Im Feld Vorlage tippen Sie jetzt den Text, den Sie immer wieder verwenden wollen. Falls Sie in der Schablone Platzhalter verwenden wollen, notieren Sie diese in geschweiften Klammern. Verzichten Sie bei der Vergabe der Namen auf Leerzeichen (Listing 3). Verwenden Sie einen Platzhalter an mehreren Stellen, füllt die Software alle Vorkommen mit dem gleiche Inhalt aus. Fällt das Ergebnis zu Ihrer Zufriedenheit aus, klicken Sie auf Speichern. Jetzt haben Sie die Möglichkeit, direkt weitere Vorlagen anzulegen.

Listing 3

Hallo, ${anrede},
vielen Dank für ${dusie} E-Mail. Ich komme leider erst heute dazu, darauf zu antworten.

Um eine Vorlage zu verwenden, schreiben Sie den Schlüsselbegriff in den Text. Scribes erkennt den Begriff (sofern das Dateiformat mit dem im Vorlageneditor hinterlegten Format übereinstimmt) und weist Sie in der Statusleiste darauf hin. Um das Schlüsselwort zur Vorlage zu konvertieren, drücken Sie [Tab]. Damit landet die Schreibmarke unmittelbar über dem ersten Platzhalter, den die Vorlage enthält. Sie überschreiben diesen einfach durch Tippen.

Jede Vorlage darf einmal den Platzhalter ${cursor} enthalten. Er dient dazu, die Schreibmarke an der gewünschten Position innerhalb des Templates zu platzieren. Zwischen den Platzhaltern navigieren Sie beim Ausfüllen übrigens mit [Tab] beziehungsweise [Umschalt]+[Tab].
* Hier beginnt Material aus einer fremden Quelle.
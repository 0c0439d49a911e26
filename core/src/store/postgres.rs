// core/src/store/postgres.rs

//! PostgreSQL backend built on runtime `sqlx` queries.
//!
//! Every method checks a connection out of the pool for its own duration only.
//! `insert_order` runs inside one transaction; returning early drops the
//! transaction, which rolls it back.

use crate::error::{ShopError, ShopResult};
use crate::models::{
  NewProduct, NewUser, Order, OrderDraft, OrderItem, Product, ProductChanges, ProductQuery, User,
};
use crate::policy::StockPolicy;
use crate::store::{OrderStore, ProductStore, UserStore};
use async_trait::async_trait;
use chrono::{DateTime, Utc};
use sqlx::postgres::PgPoolOptions;
use sqlx::{FromRow, PgPool};
use std::collections::HashMap;
use tracing::{debug, error, info, instrument, warn};

const SCHEMA_SQL: &str = include_str!("../../migrations/schema.sql");

const PRODUCT_COLUMNS: &str = "id, name, description, price, stock, image_url, category, created_at, updated_at";
const USER_COLUMNS: &str = "id, email, username, full_name, hashed_password, is_active, is_superuser";

#[derive(Debug, Clone)]
pub struct PgStore {
  pool: PgPool,
}

#[derive(Debug, FromRow)]
struct OrderRow {
  id: i64,
  user_id: String,
  total_amount: i64,
  status: String,
  created_at: DateTime<Utc>,
}

impl OrderRow {
  fn into_order(self, items: Vec<OrderItem>) -> Order {
    Order {
      id: self.id,
      user_id: self.user_id,
      total_amount: self.total_amount,
      status: self.status,
      created_at: self.created_at,
      items,
    }
  }
}

/// Escapes LIKE metacharacters so the search text matches literally.
fn contains_pattern(search: &str) -> String {
  let escaped = search.replace('\\', "\\\\").replace('%', "\\%").replace('_', "\\_");
  format!("%{}%", escaped)
}

fn is_foreign_key_violation(err: &sqlx::Error) -> bool {
  err.as_database_error().is_some_and(|db_err| db_err.is_foreign_key_violation())
}

/// Turns unique-constraint violations on `users` into the same `Conflict`
/// messages the memory backend produces.
fn map_user_write_error(err: sqlx::Error) -> ShopError {
  let conflict = err.as_database_error().and_then(|db_err| {
    if !db_err.is_unique_violation() {
      return None;
    }
    match db_err.constraint() {
      Some(c) if c.contains("username") => Some("Username already taken"),
      _ => Some("Email already registered"),
    }
  });
  match conflict {
    Some(message) => ShopError::Conflict(message.to_string()),
    None => ShopError::Storage(err),
  }
}

impl PgStore {
  /// Opens a pool against `database_url`.
  #[instrument(name = "pg_store::connect", skip(database_url))]
  pub async fn connect(database_url: &str, max_connections: u32) -> ShopResult<Self> {
    let pool = PgPoolOptions::new()
      .max_connections(max_connections)
      .connect(database_url)
      .await
      .map_err(|e| {
        error!(error = %e, "Failed to connect to the database.");
        ShopError::Storage(e)
      })?;
    info!("Successfully connected to the database.");
    Ok(Self { pool })
  }

  /// Creates any missing tables. Safe to run on every start.
  pub async fn ensure_schema(&self) -> ShopResult<()> {
    sqlx::raw_sql(SCHEMA_SQL).execute(&self.pool).await?;
    debug!("Database schema ensured.");
    Ok(())
  }

  async fn items_for_orders(&self, order_ids: &[i64]) -> ShopResult<HashMap<i64, Vec<OrderItem>>> {
    let items: Vec<OrderItem> = sqlx::query_as(
      "SELECT id, order_id, product_id, quantity, unit_price FROM order_items WHERE order_id = ANY($1) ORDER BY id ASC",
    )
    .bind(order_ids)
    .fetch_all(&self.pool)
    .await?;

    let mut grouped: HashMap<i64, Vec<OrderItem>> = HashMap::new();
    for item in items {
      grouped.entry(item.order_id).or_default().push(item);
    }
    Ok(grouped)
  }
}

#[async_trait]
impl ProductStore for PgStore {
  async fn list(&self, query: &ProductQuery) -> ShopResult<(Vec<Product>, i64)> {
    let pattern = query.search.as_deref().map(contains_pattern);
    let filter = "WHERE ($1::TEXT IS NULL OR name ILIKE $1) AND ($2 = FALSE OR stock > 0)";

    let total: i64 = sqlx::query_scalar(&format!("SELECT COUNT(*) FROM products {}", filter))
      .bind(&pattern)
      .bind(query.in_stock_only)
      .fetch_one(&self.pool)
      .await?;

    let products: Vec<Product> = sqlx::query_as(&format!(
      "SELECT {} FROM products {} ORDER BY id ASC OFFSET $3 LIMIT $4",
      PRODUCT_COLUMNS, filter
    ))
    .bind(&pattern)
    .bind(query.in_stock_only)
    .bind(query.offset)
    .bind(query.limit)
    .fetch_all(&self.pool)
    .await?;

    Ok((products, total))
  }

  async fn get(&self, id: i64) -> ShopResult<Option<Product>> {
    let product = sqlx::query_as(&format!("SELECT {} FROM products WHERE id = $1", PRODUCT_COLUMNS))
      .bind(id)
      .fetch_optional(&self.pool)
      .await?;
    Ok(product)
  }

  async fn create(&self, new_product: NewProduct) -> ShopResult<Product> {
    let product = sqlx::query_as(&format!(
      "INSERT INTO products (name, description, price, stock, image_url, category) \
       VALUES ($1, $2, $3, $4, $5, $6) RETURNING {}",
      PRODUCT_COLUMNS
    ))
    .bind(new_product.name)
    .bind(new_product.description)
    .bind(new_product.price)
    .bind(new_product.stock)
    .bind(new_product.image_url)
    .bind(new_product.category)
    .fetch_one(&self.pool)
    .await?;
    Ok(product)
  }

  async fn update(&self, id: i64, changes: ProductChanges) -> ShopResult<Option<Product>> {
    let product = sqlx::query_as(&format!(
      "UPDATE products SET \
         name = COALESCE($2, name), \
         description = COALESCE($3, description), \
         price = COALESCE($4, price), \
         stock = COALESCE($5, stock), \
         image_url = COALESCE($6, image_url), \
         category = COALESCE($7, category), \
         updated_at = now() \
       WHERE id = $1 RETURNING {}",
      PRODUCT_COLUMNS
    ))
    .bind(id)
    .bind(changes.name)
    .bind(changes.description)
    .bind(changes.price)
    .bind(changes.stock)
    .bind(changes.image_url)
    .bind(changes.category)
    .fetch_optional(&self.pool)
    .await?;
    Ok(product)
  }

  async fn delete(&self, id: i64) -> ShopResult<bool> {
    match sqlx::query("DELETE FROM products WHERE id = $1").bind(id).execute(&self.pool).await {
      Ok(result) => Ok(result.rows_affected() > 0),
      Err(err) if is_foreign_key_violation(&err) => {
        warn!(product_id = id, "Refusing to delete a product referenced by order items.");
        Err(ShopError::Conflict(format!(
          "Product with ID {} is referenced by existing orders",
          id
        )))
      }
      Err(err) => Err(ShopError::Storage(err)),
    }
  }
}

#[async_trait]
impl UserStore for PgStore {
  async fn find_by_id(&self, id: i64) -> ShopResult<Option<User>> {
    let user = sqlx::query_as(&format!("SELECT {} FROM users WHERE id = $1", USER_COLUMNS))
      .bind(id)
      .fetch_optional(&self.pool)
      .await?;
    Ok(user)
  }

  async fn find_by_username(&self, username: &str) -> ShopResult<Option<User>> {
    let user = sqlx::query_as(&format!("SELECT {} FROM users WHERE username = $1", USER_COLUMNS))
      .bind(username)
      .fetch_optional(&self.pool)
      .await?;
    Ok(user)
  }

  async fn find_by_email(&self, email: &str) -> ShopResult<Option<User>> {
    let user = sqlx::query_as(&format!("SELECT {} FROM users WHERE email = $1", USER_COLUMNS))
      .bind(email)
      .fetch_optional(&self.pool)
      .await?;
    Ok(user)
  }

  async fn insert(&self, new_user: NewUser) -> ShopResult<User> {
    sqlx::query_as(&format!(
      "INSERT INTO users (email, username, full_name, hashed_password, is_active, is_superuser) \
       VALUES ($1, $2, $3, $4, $5, $6) RETURNING {}",
      USER_COLUMNS
    ))
    .bind(new_user.email)
    .bind(new_user.username)
    .bind(new_user.full_name)
    .bind(new_user.hashed_password)
    .bind(new_user.is_active)
    .bind(new_user.is_superuser)
    .fetch_one(&self.pool)
    .await
    .map_err(map_user_write_error)
  }

  async fn save(&self, user: &User) -> ShopResult<User> {
    let saved: Option<User> = sqlx::query_as(&format!(
      "UPDATE users SET email = $2, username = $3, full_name = $4, hashed_password = $5, \
       is_active = $6, is_superuser = $7 WHERE id = $1 RETURNING {}",
      USER_COLUMNS
    ))
    .bind(user.id)
    .bind(&user.email)
    .bind(&user.username)
    .bind(&user.full_name)
    .bind(&user.hashed_password)
    .bind(user.is_active)
    .bind(user.is_superuser)
    .fetch_optional(&self.pool)
    .await
    .map_err(map_user_write_error)?;

    saved.ok_or_else(|| ShopError::NotFound(format!("User with ID {} not found", user.id)))
  }
}

#[async_trait]
impl OrderStore for PgStore {
  #[instrument(name = "pg_store::insert_order", skip(self, draft), fields(user_id = %draft.user_id, items = draft.items.len()))]
  async fn insert_order(&self, draft: OrderDraft, stock_policy: StockPolicy) -> ShopResult<Order> {
    let mut tx = self.pool.begin().await?;

    if stock_policy.enforces() {
      for item in &draft.items {
        // Compare-and-set: the row lock taken by UPDATE serialises concurrent orders.
        let updated = sqlx::query(
          "UPDATE products SET stock = stock - $1, updated_at = now() WHERE id = $2 AND stock >= $1",
        )
        .bind(item.quantity)
        .bind(item.product_id)
        .execute(&mut *tx)
        .await?;
        if updated.rows_affected() == 0 {
          warn!(product_id = item.product_id, "Stock reservation failed; rolling back order.");
          return Err(ShopError::Validation(format!(
            "Insufficient stock for product ID {}",
            item.product_id
          )));
        }
      }
    }

    let order_row: OrderRow = sqlx::query_as(
      "INSERT INTO orders (user_id, total_amount, status) VALUES ($1, $2, $3) \
       RETURNING id, user_id, total_amount, status, created_at",
    )
    .bind(&draft.user_id)
    .bind(draft.total_amount)
    .bind(&draft.status)
    .fetch_one(&mut *tx)
    .await?;

    let mut items = Vec::with_capacity(draft.items.len());
    for item in &draft.items {
      let saved: OrderItem = sqlx::query_as(
        "INSERT INTO order_items (order_id, product_id, quantity, unit_price) VALUES ($1, $2, $3, $4) \
         RETURNING id, order_id, product_id, quantity, unit_price",
      )
      .bind(order_row.id)
      .bind(item.product_id)
      .bind(item.quantity)
      .bind(item.unit_price)
      .fetch_one(&mut *tx)
      .await
      .map_err(|e| {
        if is_foreign_key_violation(&e) {
          ShopError::product_not_found(item.product_id)
        } else {
          ShopError::Storage(e)
        }
      })?;
      items.push(saved);
    }

    tx.commit().await?;
    debug!(order_id = order_row.id, "Order committed.");
    Ok(order_row.into_order(items))
  }

  async fn orders_for_user(&self, user_id: &str) -> ShopResult<Vec<Order>> {
    let rows: Vec<OrderRow> = sqlx::query_as(
      "SELECT id, user_id, total_amount, status, created_at FROM orders WHERE user_id = $1 \
       ORDER BY created_at DESC, id DESC",
    )
    .bind(user_id)
    .fetch_all(&self.pool)
    .await?;

    let ids: Vec<i64> = rows.iter().map(|r| r.id).collect();
    let mut items = self.items_for_orders(&ids).await?;
    Ok(
      rows
        .into_iter()
        .map(|row| {
          let order_items = items.remove(&row.id).unwrap_or_default();
          row.into_order(order_items)
        })
        .collect(),
    )
  }

  async fn get_order(&self, id: i64) -> ShopResult<Option<Order>> {
    let row: Option<OrderRow> =
      sqlx::query_as("SELECT id, user_id, total_amount, status, created_at FROM orders WHERE id = $1")
        .bind(id)
        .fetch_optional(&self.pool)
        .await?;
    let Some(row) = row else {
      return Ok(None);
    };
    let mut items = self.items_for_orders(&[row.id]).await?;
    let order_items = items.remove(&row.id).unwrap_or_default();
    Ok(Some(row.into_order(order_items)))
  }
}

#[cfg(test)]
mod tests {
  use super::contains_pattern;

  #[test]
  fn search_pattern_escapes_like_metacharacters() {
    assert_eq!(contains_pattern("lamp"), "%lamp%");
    assert_eq!(contains_pattern("50%_off"), "%50\\%\\_off%");
  }
}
Am unteren Rand des Vorlagen-Editors finden Sie einen Link, über den Sie bei Bedarf weitere Templates auf den Rechner laden. Alternativ finden Sie das Archiv auf der Heft-DVD der Media-Edition zusammen mit zusätzlichen Theme-Dateien. Das Archiv entpacken Sie in einen Ordner Ihrer Wahl.

Wenn Sie aus den Vorlagen einige für die eigene Arbeit übernehmen möchten, rufen Sie zuerst den Vorlagen-Editor auf. Markieren Sie dort das Format, für das Sie eine Vorlage verwenden wollen. Drücken Sie nun auf den Schalter Importieren. Wechseln Sie in das Verzeichnis, in dem sich die Vorlagen befinden. In wenigen Augenblicken stehen die neuen Templates bereit, die Sie bei Bedarf an Ihre Wünsche anpassen.

Erweiterte Einstellungen

Wenn Sie in der Symbolleiste auf den kleinen Pfeil neben den Werkzeugen klicken, blendet das Programm weitere Optionen ein. Mit den Einträgen unter Trigger Area definieren Sie, wo die Software den Bereich anzeigt, mit dem Sie die Symbolleiste aufrufen. Über die Auswahl der Farbe gestalten Sie diesen bei Bedarf unauffällig.

In den erweiterten Optionen finden Sie auch das Kommando zum Wechsel von Themes. Möchten Sie gern eine andere Farbkombination nutzen, wählen Sie Theme Selector und entscheiden sich danach für eine der angebotenen Vorlagen. Im Auswahldialog führt Sie ein Klick auf Themes zum Download von weiteren Designvorlagen (die Sie bei der Media-Edition ebenfalls auf der Heft-DVD finden). Diese entpacken Sie und nutzen das Kommando Hinzufügen, um eine der Vorlagen in die Liste der aktiven Designs zu übernehmen.

Die anderen Einstellungen beziehen sich dagegen auf die Anzeige der verschiedenen Textarten. Sie haben die Möglichkeit, für jedes Format die Schriftart und deren Größe zu ändern. Außerdem beeinflussen Sie an dieser Stelle, wie viele Zeichen Sie in einer Zeile darstellen möchten.

Fazit

Scribes erfindet die Kernfunktionen eines Editors nicht neu. Es verleiht ihnen aber ein zeitgemäßes Gewand, indem es alten Ballast über Bord wirft. Techniken wie Sparkup vereinfachen das Arbeiten ebenso wie das ausgefeilte Template-System.

Jetzt bleibt abzuwarten, in welche Richtung sich das Projekt entwickelt. Falls es beim sparsamen Umgang mit Features bleibt, hat das noch junge Scribes durchaus das Potenzial, sich einen festen Platz unter den robusten Editoren für den Einsatz im Alltag zu erkämpfen.